#### WHAT TO WORK ON
Tally up every line in the records beneath that has "latest", and write down only the total.

(Collected data)
BEGIN

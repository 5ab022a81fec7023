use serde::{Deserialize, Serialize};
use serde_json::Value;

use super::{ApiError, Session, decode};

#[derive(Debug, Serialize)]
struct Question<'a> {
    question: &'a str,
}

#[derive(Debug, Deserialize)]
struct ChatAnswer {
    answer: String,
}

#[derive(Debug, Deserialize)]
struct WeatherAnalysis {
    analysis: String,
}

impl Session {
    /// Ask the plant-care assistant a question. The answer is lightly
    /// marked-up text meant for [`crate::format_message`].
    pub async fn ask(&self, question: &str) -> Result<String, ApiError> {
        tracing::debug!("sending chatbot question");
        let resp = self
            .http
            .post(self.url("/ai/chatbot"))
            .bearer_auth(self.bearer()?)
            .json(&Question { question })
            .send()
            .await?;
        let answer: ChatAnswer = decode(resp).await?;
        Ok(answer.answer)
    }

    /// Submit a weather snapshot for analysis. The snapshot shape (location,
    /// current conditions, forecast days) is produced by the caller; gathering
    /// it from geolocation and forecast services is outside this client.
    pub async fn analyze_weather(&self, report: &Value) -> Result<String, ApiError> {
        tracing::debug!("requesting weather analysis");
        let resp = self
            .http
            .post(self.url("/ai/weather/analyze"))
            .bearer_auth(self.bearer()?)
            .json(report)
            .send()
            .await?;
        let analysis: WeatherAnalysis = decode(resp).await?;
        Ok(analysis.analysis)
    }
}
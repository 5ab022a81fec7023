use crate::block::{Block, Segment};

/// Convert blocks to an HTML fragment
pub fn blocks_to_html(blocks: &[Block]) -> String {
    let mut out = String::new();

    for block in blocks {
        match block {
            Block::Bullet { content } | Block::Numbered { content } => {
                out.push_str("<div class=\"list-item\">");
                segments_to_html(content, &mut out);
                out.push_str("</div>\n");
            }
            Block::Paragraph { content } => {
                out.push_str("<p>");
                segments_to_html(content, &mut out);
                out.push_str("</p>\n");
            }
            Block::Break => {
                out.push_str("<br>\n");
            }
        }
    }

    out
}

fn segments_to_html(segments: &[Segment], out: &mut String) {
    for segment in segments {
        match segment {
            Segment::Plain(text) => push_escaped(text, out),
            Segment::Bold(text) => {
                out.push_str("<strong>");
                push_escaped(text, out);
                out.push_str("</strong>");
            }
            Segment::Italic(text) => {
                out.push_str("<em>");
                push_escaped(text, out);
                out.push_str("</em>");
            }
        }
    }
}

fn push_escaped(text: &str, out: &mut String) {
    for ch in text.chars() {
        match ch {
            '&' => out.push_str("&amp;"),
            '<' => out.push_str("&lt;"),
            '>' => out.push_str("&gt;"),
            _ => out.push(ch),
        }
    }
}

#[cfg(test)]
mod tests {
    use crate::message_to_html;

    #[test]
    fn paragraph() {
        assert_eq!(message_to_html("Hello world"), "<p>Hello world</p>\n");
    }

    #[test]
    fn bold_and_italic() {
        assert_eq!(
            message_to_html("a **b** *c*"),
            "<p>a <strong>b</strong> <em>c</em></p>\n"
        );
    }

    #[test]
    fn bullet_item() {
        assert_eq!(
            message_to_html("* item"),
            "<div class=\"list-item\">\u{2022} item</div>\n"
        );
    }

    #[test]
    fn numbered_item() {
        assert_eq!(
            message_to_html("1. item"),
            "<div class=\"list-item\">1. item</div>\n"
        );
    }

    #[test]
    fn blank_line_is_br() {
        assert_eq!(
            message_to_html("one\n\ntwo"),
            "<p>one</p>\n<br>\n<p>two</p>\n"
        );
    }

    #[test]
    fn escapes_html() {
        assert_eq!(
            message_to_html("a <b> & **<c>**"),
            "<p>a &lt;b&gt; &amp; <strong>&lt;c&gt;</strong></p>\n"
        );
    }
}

END
BEGIN

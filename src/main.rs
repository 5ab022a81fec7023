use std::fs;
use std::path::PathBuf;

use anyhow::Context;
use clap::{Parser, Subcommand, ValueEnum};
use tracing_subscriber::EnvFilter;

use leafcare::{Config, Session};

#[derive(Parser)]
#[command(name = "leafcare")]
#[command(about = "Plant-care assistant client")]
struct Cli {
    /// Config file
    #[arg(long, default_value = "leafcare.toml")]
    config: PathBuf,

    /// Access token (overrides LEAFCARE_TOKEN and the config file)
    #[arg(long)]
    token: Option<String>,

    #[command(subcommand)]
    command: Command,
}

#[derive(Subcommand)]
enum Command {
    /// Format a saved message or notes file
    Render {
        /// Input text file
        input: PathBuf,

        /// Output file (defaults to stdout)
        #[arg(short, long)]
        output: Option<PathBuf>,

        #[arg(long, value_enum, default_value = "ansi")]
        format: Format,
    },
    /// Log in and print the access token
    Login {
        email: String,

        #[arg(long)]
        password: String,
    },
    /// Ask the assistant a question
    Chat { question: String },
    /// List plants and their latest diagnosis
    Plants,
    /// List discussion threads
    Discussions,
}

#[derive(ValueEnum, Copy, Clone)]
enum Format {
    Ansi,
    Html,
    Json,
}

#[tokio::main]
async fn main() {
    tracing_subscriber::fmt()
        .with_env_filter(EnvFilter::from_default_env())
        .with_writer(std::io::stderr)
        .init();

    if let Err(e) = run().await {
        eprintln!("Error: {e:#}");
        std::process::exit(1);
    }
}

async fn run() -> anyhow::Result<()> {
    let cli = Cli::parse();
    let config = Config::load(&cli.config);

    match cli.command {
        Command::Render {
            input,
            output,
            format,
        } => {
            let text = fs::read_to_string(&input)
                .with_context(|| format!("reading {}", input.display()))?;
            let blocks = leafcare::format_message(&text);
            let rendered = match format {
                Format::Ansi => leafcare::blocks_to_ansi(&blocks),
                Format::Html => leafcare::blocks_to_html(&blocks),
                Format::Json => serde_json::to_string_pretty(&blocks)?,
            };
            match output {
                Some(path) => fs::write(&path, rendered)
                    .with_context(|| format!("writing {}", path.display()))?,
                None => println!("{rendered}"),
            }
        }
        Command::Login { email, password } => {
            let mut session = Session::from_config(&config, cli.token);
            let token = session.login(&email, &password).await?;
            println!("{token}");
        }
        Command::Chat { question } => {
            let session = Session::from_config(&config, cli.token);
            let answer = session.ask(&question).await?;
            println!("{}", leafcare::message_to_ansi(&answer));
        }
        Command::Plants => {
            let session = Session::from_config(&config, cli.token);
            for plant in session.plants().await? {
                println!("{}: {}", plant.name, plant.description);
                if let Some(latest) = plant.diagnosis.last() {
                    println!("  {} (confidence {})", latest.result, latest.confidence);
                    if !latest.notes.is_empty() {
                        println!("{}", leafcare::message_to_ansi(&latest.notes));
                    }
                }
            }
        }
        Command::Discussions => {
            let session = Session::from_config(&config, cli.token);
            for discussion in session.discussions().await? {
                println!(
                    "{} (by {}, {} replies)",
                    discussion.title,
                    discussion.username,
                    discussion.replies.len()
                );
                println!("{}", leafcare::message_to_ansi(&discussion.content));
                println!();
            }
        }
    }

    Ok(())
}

END

#### ANSWER TO THIS PROBLEM
5